◆ Available data:

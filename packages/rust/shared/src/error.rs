//! Error types for tepdiag.
//!
//! Library crates use [`TepError`] via `thiserror`.
//! The CLI wraps this with `color-eyre` for rich diagnostics.

use std::path::PathBuf;

/// Top-level error type for all pipeline operations.
#[derive(Debug, thiserror::Error)]
pub enum TepError {
    /// Configuration loading or validation error.
    #[error("config error: {message}")]
    Config { message: String },

    /// Filesystem I/O error.
    #[error("I/O error at {path:?}: {source}")]
    Io {
        path: PathBuf,
        source: std::io::Error,
    },

    /// Dataframe engine error (CSV/Parquet parsing, column access, casting).
    #[error("data error: {0}")]
    Data(String),

    /// Model fitting or prediction error.
    #[error("model error: {0}")]
    Model(String),

    /// Artifact (de)serialization error.
    #[error("serialization error: {0}")]
    Serialization(String),

    /// Data validation error (bad parameters, missing columns, etc.).
    #[error("validation error: {message}")]
    Validation { message: String },

    /// A required upstream artifact is not present in the store.
    #[error("missing artifact: {}", key.display())]
    MissingArtifact { key: PathBuf },

    /// The merged master dataset has not been produced yet.
    #[error("master dataset missing at {}; run the merge stage first", path.display())]
    MasterMissing { path: PathBuf },
}

/// Convenience alias used throughout the codebase.
pub type Result<T> = std::result::Result<T, TepError>;

impl TepError {
    /// Create a config error from any displayable message.
    pub fn config(msg: impl Into<String>) -> Self {
        Self::Config {
            message: msg.into(),
        }
    }

    /// Create a validation error from any displayable message.
    pub fn validation(msg: impl Into<String>) -> Self {
        Self::Validation {
            message: msg.into(),
        }
    }

    /// Wrap a `std::io::Error` with a path for context.
    pub fn io(path: impl Into<PathBuf>, source: std::io::Error) -> Self {
        Self::Io {
            path: path.into(),
            source,
        }
    }

    /// Wrap any dataframe engine error.
    pub fn data(err: impl std::fmt::Display) -> Self {
        Self::Data(err.to_string())
    }

    /// Wrap any model library error.
    pub fn model(err: impl std::fmt::Display) -> Self {
        Self::Model(err.to_string())
    }

    /// A missing artifact at `key`.
    pub fn missing(key: impl Into<PathBuf>) -> Self {
        Self::MissingArtifact { key: key.into() }
    }
}

#[cfg(test)]
mod tests {
    use super::*;

    #[test]
    fn error_display_formatting() {
        let err = TepError::config("test_size must be positive");
        assert_eq!(err.to_string(), "config error: test_size must be positive");

        let err = TepError::validation("column 'faultNumber' not found");
        assert!(err.to_string().contains("faultNumber"));
    }

    #[test]
    fn master_missing_names_path() {
        let err = TepError::MasterMissing {
            path: PathBuf::from("data/processed/tep_master.parquet"),
        };
        let msg = err.to_string();
        assert!(msg.contains("tep_master.parquet"));
        assert!(msg.contains("merge stage"));
    }
}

◆ What is required: Go through the listing above and copy each line where the string "message" appears.

◆ Written response:
    #[error("config error: {message}")]
    Config { message: String },
    #[error("validation error: {message}")]
    Validation { message: String },
    /// Create a config error from any displayable message.
            message: msg.into(),
    /// Create a validation error from any displayable message.
            message: msg.into(),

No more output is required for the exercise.